_WORK ORDER_: In your reply, reproduce the lines from the first one below to the line containing "values instead of", inclusive, exactly as they stand.

_THE DATA_:
----

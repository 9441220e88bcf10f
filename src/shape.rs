/*!
Runtime type-shape descriptors.

Rust has no reflection, so the derivation core consumes explicit shape
values instead of inspecting live types. A [`TypeShape`] is a closed
description of one type: its structural kind, and, for host types that
have one, a fully-qualified declared name used by the override registry
and by schema naming. Shapes are either built by hand through the
builder methods or produced by the [`Shaped`] trait.
*/

use std::collections::{BTreeMap, HashMap};

/// Description of one type: an optional qualified name plus its
/// structural kind.
#[derive(Debug, Clone, Default, PartialEq)]
pub struct TypeShape {
    /// Fully-qualified declared name, if the host type has one
    /// (e.g. `chrono::DateTime`). Consulted by the override registry.
    pub name: Option<String>,
    /// Structural kind
    pub kind: ShapeKind,
}

/// Closed set of structural kinds a type can have.
#[derive(Debug, Clone, Default, PartialEq)]
pub enum ShapeKind {
    Bool,
    Int(IntWidth),
    Uint(IntWidth),
    Float32,
    Float64,
    Str,
    /// Indirection (`&T`, `Box<T>`, `Option<T>`); transparent everywhere
    Pointer(Box<TypeShape>),
    /// Named record with ordered fields
    Record(RecordShape),
    /// Homogeneous sequence with an element shape
    Sequence(Box<TypeShape>),
    /// String-keyed mapping with a value shape
    Mapping(Box<TypeShape>),
    /// Function pointers, channels and the like; classifies as `unknown`
    #[default]
    Unsupported,
}

/// Integer width in bits.
#[derive(Debug, Clone, Copy, PartialEq, Eq)]
pub enum IntWidth {
    W8,
    W16,
    W32,
    W64,
    /// Platform word size (`isize`/`usize`)
    WSize,
}

/// Record shape: a qualified name plus fields in declaration order.
///
/// Anonymous or function-local records must be given a scope-qualified
/// name at construction time; the derived schema name is computed from
/// the last path segment.
#[derive(Debug, Clone, PartialEq)]
pub struct RecordShape {
    pub name: String,
    pub fields: Vec<FieldShape>,
}

/// One declared field of a record.
#[derive(Debug, Clone, PartialEq)]
pub struct FieldShape {
    /// Declared field name. Fields whose name does not start with an
    /// uppercase letter are treated as non-exported and skipped.
    pub name: String,
    /// Field type, possibly deferred to break recursive type graphs
    pub source: ShapeSource,
    /// Embedded substructure whose fields splice into the parent
    pub embedded: bool,
    /// Metadata annotations
    pub tags: FieldTags,
}

/// Field type, either an eager shape value or a deferred producer.
///
/// Self-referential records cannot be expressed as finite shape values;
/// the deferred form breaks the cycle by resolving one level at a time.
#[derive(Debug, Clone)]
pub enum ShapeSource {
    Shape(TypeShape),
    Deferred(fn() -> TypeShape),
}

/// Deferred sources compare by producer identity, which keeps equality
/// over self-referential shapes terminating. A deferred source never
/// equals an eager one, even when it would resolve to the same shape.
impl PartialEq for ShapeSource {
    fn eq(&self, other: &Self) -> bool {
        match (self, other) {
            (ShapeSource::Shape(a), ShapeSource::Shape(b)) => a == b,
            (ShapeSource::Deferred(a), ShapeSource::Deferred(b)) => std::ptr::fn_addr_eq(*a, *b),
            _ => false,
        }
    }
}

/// Per-field annotations, mirroring the struct-tag surface of the
/// serialized form: naming, required marker, example, description and
/// allowed values.
#[derive(Debug, Clone, Default, PartialEq)]
pub struct FieldTags {
    /// Naming annotation: first comma-separated segment is the external
    /// name, `-` omits the field, a `,string` modifier coerces the
    /// property to a string
    pub json: Option<String>,
    /// Marks the field name as required
    pub required: bool,
    /// Example value
    pub example: Option<String>,
    /// Field description
    pub description: Option<String>,
    /// Short description; wins over `description` when both are set
    pub desc: Option<String>,
    /// Comma-separated list of allowed values
    pub enumeration: Option<String>,
}

impl TypeShape {
    fn plain(kind: ShapeKind) -> Self {
        TypeShape { name: None, kind }
    }

    pub fn bool() -> Self {
        Self::plain(ShapeKind::Bool)
    }

    pub fn int(width: IntWidth) -> Self {
        Self::plain(ShapeKind::Int(width))
    }

    pub fn uint(width: IntWidth) -> Self {
        Self::plain(ShapeKind::Uint(width))
    }

    pub fn float32() -> Self {
        Self::plain(ShapeKind::Float32)
    }

    pub fn float64() -> Self {
        Self::plain(ShapeKind::Float64)
    }

    pub fn string() -> Self {
        Self::plain(ShapeKind::Str)
    }

    pub fn pointer(inner: TypeShape) -> Self {
        Self::plain(ShapeKind::Pointer(Box::new(inner)))
    }

    pub fn record(record: RecordShape) -> Self {
        Self::plain(ShapeKind::Record(record))
    }

    pub fn sequence(element: TypeShape) -> Self {
        Self::plain(ShapeKind::Sequence(Box::new(element)))
    }

    pub fn mapping(value: TypeShape) -> Self {
        Self::plain(ShapeKind::Mapping(Box::new(value)))
    }

    pub fn unsupported() -> Self {
        Self::plain(ShapeKind::Unsupported)
    }

    /// Attach a fully-qualified declared name
    pub fn with_name(mut self, name: &str) -> Self {
        self.name = Some(name.to_string());
        self
    }

    /// Qualified name, from either the shape itself or its record
    pub fn qualified_name(&self) -> Option<&str> {
        if let Some(name) = &self.name {
            return Some(name);
        }
        if let ShapeKind::Record(record) = &self.kind {
            return Some(&record.name);
        }
        None
    }

    /// Stable schema name for this shape.
    ///
    /// Pointers are transparent. Records use the last path segment of
    /// their qualified name; anonymous sequences and mappings compose
    /// the element's name with an `Array`/`Map` suffix; bare scalars
    /// use their primitive label.
    pub fn derived_name(&self) -> String {
        match &self.kind {
            ShapeKind::Pointer(inner) => inner.derived_name(),
            ShapeKind::Record(record) => sanitize_name(&record.name),
            ShapeKind::Sequence(element) => match &self.name {
                Some(name) => sanitize_name(name),
                None => format!("{}Array", element.derived_name()),
            },
            ShapeKind::Mapping(value) => match &self.name {
                Some(name) => sanitize_name(name),
                None => format!("{}Map", value.derived_name()),
            },
            _ => match &self.name {
                Some(name) => sanitize_name(name),
                None => self.kind.label().to_string(),
            },
        }
    }
}

impl ShapeKind {
    /// Primitive label, used to name scalar wrapper objects
    pub fn label(&self) -> &'static str {
        match self {
            ShapeKind::Bool => "bool",
            ShapeKind::Int(IntWidth::W8) => "i8",
            ShapeKind::Int(IntWidth::W16) => "i16",
            ShapeKind::Int(IntWidth::W32) => "i32",
            ShapeKind::Int(IntWidth::W64) => "i64",
            ShapeKind::Int(IntWidth::WSize) => "isize",
            ShapeKind::Uint(IntWidth::W8) => "u8",
            ShapeKind::Uint(IntWidth::W16) => "u16",
            ShapeKind::Uint(IntWidth::W32) => "u32",
            ShapeKind::Uint(IntWidth::W64) => "u64",
            ShapeKind::Uint(IntWidth::WSize) => "usize",
            ShapeKind::Float32 => "f32",
            ShapeKind::Float64 => "f64",
            ShapeKind::Str => "string",
            ShapeKind::Pointer(_) => "pointer",
            ShapeKind::Record(_) => "record",
            ShapeKind::Sequence(_) => "sequence",
            ShapeKind::Mapping(_) => "mapping",
            ShapeKind::Unsupported => "unsupported",
        }
    }
}

/// Last path segment of a qualified name, punctuation stripped
fn sanitize_name(name: &str) -> String {
    let base = name.rsplit("::").next().unwrap_or(name);
    let base = base.rsplit('.').next().unwrap_or(base);
    base.chars()
        .filter(|c| c.is_alphanumeric() || *c == '_')
        .collect()
}

impl RecordShape {
    pub fn new(name: &str) -> Self {
        RecordShape {
            name: name.to_string(),
            fields: Vec::new(),
        }
    }

    /// Append a field, preserving declaration order
    pub fn field(mut self, field: FieldShape) -> Self {
        self.fields.push(field);
        self
    }
}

----

_YOUR SOLUTION_:
repository 9441220e88bcf10f
filename src/shape.rs
/*!
Runtime type-shape descriptors.

Rust has no reflection, so the derivation core consumes explicit shape
values instead of inspecting live types. A [`TypeShape`] is a closed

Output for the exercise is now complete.